● Directions:
Output only how many lines below contain "subject".

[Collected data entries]
★ ★ ★ ★ ★ ★ ★
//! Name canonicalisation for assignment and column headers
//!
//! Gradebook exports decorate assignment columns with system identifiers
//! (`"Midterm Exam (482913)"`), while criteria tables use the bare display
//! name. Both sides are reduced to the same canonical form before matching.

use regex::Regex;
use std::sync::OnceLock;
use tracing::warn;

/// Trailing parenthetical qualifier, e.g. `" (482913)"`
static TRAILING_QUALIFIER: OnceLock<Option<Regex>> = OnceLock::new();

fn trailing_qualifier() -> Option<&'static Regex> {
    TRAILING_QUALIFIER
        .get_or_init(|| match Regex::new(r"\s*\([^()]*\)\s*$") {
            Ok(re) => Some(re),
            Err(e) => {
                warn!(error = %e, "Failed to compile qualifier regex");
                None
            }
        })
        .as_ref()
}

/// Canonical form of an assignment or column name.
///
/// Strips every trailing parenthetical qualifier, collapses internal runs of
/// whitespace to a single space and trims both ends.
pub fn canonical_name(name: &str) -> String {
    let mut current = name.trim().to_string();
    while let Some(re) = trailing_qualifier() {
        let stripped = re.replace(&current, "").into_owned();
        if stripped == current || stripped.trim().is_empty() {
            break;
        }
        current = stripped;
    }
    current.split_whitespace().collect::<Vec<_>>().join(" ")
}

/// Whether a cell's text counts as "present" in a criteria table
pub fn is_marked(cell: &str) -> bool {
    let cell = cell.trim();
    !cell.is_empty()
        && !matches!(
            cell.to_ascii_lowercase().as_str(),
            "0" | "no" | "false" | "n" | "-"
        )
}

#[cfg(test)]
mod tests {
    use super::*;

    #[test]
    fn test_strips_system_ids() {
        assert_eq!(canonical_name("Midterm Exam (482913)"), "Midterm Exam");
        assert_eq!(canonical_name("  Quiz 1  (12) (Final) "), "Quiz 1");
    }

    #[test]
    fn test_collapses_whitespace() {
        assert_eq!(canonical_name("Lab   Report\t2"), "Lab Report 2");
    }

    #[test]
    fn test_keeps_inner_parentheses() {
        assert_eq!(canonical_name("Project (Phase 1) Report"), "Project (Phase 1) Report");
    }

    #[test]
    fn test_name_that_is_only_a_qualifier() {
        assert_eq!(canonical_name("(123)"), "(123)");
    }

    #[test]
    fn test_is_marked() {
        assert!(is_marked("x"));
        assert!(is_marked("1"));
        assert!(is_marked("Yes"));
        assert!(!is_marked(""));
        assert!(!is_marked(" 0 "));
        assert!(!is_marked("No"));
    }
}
★ ★ ★ ★ ★ ★ ★
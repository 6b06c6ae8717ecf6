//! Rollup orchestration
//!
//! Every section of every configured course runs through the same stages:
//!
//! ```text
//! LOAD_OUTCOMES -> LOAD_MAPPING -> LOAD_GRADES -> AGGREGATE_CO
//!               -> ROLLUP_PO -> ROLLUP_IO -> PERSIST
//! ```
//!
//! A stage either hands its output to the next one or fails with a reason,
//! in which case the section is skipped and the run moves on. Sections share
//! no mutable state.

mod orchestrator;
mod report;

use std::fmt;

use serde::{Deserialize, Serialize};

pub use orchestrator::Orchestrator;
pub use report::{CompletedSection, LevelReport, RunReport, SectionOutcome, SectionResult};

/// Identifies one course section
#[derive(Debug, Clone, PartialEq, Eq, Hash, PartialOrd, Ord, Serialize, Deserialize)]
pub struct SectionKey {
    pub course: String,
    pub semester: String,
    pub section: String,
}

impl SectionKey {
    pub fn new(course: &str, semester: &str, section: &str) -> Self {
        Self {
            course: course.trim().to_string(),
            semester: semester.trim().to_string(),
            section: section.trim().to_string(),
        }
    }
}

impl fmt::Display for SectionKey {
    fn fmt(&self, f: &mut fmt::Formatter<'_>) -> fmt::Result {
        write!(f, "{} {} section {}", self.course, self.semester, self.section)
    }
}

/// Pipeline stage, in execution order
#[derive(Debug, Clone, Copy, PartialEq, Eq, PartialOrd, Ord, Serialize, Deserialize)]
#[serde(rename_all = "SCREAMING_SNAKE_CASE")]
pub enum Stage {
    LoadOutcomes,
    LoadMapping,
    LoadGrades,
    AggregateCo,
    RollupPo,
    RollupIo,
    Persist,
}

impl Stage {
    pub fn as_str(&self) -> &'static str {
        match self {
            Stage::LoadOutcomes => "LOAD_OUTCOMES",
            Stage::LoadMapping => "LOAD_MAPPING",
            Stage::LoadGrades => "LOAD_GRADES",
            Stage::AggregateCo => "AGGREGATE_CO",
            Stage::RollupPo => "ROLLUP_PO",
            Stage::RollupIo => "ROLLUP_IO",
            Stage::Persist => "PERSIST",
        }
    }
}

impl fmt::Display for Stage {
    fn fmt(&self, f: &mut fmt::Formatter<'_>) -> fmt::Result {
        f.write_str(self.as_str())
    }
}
★ ★ ★ ★ ★ ★ ★
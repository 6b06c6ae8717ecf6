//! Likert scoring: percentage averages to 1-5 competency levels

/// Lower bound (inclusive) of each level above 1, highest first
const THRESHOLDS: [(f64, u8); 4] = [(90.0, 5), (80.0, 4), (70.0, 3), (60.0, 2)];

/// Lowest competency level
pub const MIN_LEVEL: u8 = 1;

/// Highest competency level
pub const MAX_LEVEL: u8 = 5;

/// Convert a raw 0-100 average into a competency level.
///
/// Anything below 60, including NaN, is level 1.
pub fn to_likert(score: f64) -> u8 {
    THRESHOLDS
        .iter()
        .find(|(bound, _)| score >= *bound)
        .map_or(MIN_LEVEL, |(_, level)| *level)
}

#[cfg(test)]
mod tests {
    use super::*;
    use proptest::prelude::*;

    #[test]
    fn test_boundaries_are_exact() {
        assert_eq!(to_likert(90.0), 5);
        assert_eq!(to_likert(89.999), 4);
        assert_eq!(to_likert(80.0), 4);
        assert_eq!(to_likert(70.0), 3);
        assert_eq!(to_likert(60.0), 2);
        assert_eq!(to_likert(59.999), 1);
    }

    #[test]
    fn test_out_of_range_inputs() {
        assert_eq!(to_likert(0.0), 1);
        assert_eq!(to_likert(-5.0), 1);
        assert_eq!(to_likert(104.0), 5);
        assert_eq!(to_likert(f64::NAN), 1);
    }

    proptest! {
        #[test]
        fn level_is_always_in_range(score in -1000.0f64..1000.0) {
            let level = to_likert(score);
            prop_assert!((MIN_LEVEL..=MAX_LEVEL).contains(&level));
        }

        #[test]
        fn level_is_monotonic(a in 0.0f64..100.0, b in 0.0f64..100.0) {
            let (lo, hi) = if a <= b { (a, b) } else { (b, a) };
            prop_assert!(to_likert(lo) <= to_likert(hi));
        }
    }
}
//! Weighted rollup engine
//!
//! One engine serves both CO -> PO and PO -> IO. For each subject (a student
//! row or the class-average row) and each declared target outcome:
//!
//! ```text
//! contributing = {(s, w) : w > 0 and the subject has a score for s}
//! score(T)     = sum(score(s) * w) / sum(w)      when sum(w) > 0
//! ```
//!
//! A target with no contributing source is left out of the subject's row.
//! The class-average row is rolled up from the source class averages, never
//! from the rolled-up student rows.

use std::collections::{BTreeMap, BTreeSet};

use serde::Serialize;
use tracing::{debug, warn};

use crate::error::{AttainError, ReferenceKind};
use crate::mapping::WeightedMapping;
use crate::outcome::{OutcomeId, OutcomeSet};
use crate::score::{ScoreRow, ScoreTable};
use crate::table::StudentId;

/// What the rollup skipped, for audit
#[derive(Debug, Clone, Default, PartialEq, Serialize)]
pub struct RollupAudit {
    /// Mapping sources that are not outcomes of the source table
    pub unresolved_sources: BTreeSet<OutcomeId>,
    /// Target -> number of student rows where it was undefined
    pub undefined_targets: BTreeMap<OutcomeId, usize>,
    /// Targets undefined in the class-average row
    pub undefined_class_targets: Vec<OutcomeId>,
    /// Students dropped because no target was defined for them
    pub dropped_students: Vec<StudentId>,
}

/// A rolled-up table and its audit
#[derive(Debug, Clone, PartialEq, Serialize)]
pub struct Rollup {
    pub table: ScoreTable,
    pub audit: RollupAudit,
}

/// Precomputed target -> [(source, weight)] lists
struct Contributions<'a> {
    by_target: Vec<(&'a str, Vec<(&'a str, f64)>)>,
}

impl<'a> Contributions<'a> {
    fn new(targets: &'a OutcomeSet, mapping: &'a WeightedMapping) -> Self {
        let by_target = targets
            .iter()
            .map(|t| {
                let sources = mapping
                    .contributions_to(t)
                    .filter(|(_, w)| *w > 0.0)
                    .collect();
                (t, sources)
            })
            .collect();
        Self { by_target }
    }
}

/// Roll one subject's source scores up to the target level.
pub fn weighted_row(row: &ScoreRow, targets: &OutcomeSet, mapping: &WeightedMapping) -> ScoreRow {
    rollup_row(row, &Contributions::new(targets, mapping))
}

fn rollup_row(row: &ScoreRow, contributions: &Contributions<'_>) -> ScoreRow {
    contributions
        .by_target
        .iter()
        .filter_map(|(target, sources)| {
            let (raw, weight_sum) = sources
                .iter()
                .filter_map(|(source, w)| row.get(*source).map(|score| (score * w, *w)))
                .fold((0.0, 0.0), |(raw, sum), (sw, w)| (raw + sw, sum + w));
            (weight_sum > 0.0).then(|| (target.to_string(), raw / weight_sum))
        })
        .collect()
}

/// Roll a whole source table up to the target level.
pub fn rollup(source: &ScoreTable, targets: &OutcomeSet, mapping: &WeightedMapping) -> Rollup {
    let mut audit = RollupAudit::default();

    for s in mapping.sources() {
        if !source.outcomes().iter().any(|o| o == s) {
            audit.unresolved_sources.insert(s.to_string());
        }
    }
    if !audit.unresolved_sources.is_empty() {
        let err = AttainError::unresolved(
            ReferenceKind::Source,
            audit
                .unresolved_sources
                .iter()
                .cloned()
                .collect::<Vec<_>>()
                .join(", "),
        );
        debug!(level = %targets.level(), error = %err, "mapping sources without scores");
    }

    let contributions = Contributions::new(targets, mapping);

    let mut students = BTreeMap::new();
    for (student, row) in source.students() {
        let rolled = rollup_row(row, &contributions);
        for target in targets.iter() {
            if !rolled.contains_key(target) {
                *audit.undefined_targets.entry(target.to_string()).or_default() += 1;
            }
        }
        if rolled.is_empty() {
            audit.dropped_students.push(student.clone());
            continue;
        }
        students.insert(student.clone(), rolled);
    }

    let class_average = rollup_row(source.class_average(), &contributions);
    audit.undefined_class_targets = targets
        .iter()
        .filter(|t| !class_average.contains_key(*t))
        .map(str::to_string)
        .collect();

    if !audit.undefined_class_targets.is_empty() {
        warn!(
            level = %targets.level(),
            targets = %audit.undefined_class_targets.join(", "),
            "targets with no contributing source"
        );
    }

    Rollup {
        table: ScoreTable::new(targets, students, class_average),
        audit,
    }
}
★ ★ ★ ★ ★ ★ ★
● Worked solution:
4